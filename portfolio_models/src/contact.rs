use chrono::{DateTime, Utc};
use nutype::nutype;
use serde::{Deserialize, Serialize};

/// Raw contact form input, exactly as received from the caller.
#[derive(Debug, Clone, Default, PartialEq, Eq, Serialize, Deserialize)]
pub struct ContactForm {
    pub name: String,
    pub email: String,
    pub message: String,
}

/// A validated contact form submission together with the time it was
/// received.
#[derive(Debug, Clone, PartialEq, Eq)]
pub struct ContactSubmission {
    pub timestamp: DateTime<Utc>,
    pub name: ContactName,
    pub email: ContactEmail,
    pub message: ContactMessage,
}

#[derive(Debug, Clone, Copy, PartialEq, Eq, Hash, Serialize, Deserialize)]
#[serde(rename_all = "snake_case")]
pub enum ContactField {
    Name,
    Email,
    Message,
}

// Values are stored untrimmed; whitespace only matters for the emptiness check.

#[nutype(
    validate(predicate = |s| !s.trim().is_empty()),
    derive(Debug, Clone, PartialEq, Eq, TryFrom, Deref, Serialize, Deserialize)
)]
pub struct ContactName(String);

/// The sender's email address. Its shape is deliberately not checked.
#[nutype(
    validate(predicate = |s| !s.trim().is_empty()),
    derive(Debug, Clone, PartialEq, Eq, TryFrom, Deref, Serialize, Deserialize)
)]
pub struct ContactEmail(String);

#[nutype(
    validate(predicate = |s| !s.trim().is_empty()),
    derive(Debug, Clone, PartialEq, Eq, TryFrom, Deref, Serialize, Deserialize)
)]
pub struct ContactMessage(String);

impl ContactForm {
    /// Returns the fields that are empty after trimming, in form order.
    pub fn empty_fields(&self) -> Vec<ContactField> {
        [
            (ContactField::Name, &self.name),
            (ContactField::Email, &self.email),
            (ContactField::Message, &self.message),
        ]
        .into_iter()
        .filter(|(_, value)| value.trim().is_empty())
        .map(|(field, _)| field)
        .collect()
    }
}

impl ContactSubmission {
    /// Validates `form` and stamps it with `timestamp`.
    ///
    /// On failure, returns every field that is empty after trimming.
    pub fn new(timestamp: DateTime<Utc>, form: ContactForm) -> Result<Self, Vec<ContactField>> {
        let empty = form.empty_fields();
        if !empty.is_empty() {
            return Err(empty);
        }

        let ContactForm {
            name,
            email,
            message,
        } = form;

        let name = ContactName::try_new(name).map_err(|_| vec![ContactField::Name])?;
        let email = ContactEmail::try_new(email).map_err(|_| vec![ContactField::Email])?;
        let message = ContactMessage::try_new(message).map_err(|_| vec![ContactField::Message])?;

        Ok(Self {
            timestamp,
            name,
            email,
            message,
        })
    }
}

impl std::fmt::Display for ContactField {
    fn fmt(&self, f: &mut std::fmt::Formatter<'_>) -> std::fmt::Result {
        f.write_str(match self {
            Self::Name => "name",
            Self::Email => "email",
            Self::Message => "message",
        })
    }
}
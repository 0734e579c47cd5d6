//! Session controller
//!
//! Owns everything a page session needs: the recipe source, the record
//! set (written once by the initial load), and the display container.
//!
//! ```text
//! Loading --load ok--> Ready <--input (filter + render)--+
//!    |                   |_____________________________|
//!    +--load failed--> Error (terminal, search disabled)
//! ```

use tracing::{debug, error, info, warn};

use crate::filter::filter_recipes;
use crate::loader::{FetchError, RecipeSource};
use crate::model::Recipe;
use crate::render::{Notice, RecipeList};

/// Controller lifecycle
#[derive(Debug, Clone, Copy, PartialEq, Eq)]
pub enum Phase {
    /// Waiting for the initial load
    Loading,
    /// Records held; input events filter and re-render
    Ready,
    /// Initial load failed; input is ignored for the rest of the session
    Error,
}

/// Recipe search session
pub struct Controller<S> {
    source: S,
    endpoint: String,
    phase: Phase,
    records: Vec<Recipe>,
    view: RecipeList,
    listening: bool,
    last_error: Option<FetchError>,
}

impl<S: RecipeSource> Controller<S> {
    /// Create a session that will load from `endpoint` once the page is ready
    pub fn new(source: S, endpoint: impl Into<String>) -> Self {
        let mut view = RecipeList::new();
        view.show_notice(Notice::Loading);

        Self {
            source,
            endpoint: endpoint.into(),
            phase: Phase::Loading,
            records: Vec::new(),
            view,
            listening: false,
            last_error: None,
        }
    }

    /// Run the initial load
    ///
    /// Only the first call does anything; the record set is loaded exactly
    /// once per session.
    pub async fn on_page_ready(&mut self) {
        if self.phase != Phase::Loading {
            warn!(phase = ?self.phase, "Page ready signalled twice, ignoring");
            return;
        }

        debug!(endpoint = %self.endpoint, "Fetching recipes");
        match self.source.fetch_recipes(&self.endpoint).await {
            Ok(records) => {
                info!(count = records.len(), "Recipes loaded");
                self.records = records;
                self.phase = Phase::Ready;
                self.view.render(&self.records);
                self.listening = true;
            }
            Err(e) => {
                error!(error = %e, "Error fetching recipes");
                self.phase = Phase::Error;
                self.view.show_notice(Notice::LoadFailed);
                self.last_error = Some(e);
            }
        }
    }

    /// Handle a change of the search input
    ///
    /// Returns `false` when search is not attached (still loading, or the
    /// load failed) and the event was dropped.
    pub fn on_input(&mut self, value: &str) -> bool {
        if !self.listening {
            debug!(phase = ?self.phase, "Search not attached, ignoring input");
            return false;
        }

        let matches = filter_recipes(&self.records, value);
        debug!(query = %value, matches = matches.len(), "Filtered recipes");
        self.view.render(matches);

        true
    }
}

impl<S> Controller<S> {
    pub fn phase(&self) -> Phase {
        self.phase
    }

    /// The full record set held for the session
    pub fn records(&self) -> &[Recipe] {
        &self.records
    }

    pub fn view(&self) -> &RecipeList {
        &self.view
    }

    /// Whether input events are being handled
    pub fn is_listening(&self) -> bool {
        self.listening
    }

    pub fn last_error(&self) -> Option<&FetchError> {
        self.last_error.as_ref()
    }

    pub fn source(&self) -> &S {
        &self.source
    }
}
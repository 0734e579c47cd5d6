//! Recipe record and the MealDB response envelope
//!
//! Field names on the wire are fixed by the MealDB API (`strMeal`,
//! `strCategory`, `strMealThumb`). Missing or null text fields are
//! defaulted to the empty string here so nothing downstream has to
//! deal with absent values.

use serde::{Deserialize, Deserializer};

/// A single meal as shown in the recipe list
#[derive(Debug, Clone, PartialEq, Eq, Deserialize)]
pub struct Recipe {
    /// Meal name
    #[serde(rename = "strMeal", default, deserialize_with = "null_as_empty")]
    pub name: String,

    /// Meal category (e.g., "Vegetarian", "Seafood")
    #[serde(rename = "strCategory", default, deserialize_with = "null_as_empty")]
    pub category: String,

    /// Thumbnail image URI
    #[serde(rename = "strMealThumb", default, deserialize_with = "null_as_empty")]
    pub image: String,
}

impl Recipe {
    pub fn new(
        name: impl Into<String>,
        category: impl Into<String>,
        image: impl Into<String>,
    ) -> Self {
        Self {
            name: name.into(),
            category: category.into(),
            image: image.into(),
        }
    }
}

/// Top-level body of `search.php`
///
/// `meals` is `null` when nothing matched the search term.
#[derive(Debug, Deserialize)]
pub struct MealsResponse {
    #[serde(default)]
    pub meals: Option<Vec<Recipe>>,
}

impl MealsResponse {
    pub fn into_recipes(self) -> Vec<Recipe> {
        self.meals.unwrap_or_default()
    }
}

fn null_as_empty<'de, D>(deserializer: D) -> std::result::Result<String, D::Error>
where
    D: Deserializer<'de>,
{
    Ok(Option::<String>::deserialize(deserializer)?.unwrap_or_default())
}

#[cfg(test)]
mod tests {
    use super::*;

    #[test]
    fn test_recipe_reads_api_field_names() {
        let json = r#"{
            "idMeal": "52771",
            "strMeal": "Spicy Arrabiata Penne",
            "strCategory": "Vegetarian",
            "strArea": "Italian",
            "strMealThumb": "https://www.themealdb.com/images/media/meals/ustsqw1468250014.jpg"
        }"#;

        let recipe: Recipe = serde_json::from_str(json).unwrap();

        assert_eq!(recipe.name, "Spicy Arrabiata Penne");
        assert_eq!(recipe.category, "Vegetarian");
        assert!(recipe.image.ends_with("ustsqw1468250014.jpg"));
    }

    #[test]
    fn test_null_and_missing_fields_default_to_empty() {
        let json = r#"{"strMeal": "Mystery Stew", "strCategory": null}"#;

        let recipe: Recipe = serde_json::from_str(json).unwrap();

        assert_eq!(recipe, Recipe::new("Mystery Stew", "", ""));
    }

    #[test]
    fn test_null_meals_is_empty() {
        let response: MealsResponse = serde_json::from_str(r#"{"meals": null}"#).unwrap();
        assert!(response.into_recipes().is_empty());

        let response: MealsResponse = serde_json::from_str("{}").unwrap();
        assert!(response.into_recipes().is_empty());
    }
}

» YOUR GOAL: Above is a listing; print exactly its lines from the one with "for the session" through the one with "the search term.", and no other lines.

» REPLY:
    /// The full record set held for the session
    pub fn records(&self) -> &[Recipe] {
        &self.records
    }

    pub fn view(&self) -> &RecipeList {
        &self.view
    }

    /// Whether input events are being handled
    pub fn is_listening(&self) -> bool {
        self.listening
    }

    pub fn last_error(&self) -> Option<&FetchError> {
        self.last_error.as_ref()
    }

    pub fn source(&self) -> &S {
        &self.source
    }
}
repository 0734e579c47cd5d6
//! Recipe record and the MealDB response envelope
//!
//! Field names on the wire are fixed by the MealDB API (`strMeal`,
//! `strCategory`, `strMealThumb`). Missing or null text fields are
//! defaulted to the empty string here so nothing downstream has to
//! deal with absent values.

use serde::{Deserialize, Deserializer};

/// A single meal as shown in the recipe list
#[derive(Debug, Clone, PartialEq, Eq, Deserialize)]
pub struct Recipe {
    /// Meal name
    #[serde(rename = "strMeal", default, deserialize_with = "null_as_empty")]
    pub name: String,

    /// Meal category (e.g., "Vegetarian", "Seafood")
    #[serde(rename = "strCategory", default, deserialize_with = "null_as_empty")]
    pub category: String,

    /// Thumbnail image URI
    #[serde(rename = "strMealThumb", default, deserialize_with = "null_as_empty")]
    pub image: String,
}

impl Recipe {
    pub fn new(
        name: impl Into<String>,
        category: impl Into<String>,
        image: impl Into<String>,
    ) -> Self {
        Self {
            name: name.into(),
            category: category.into(),
            image: image.into(),
        }
    }
}

/// Top-level body of `search.php`
///
/// `meals` is `null` when nothing matched the search term.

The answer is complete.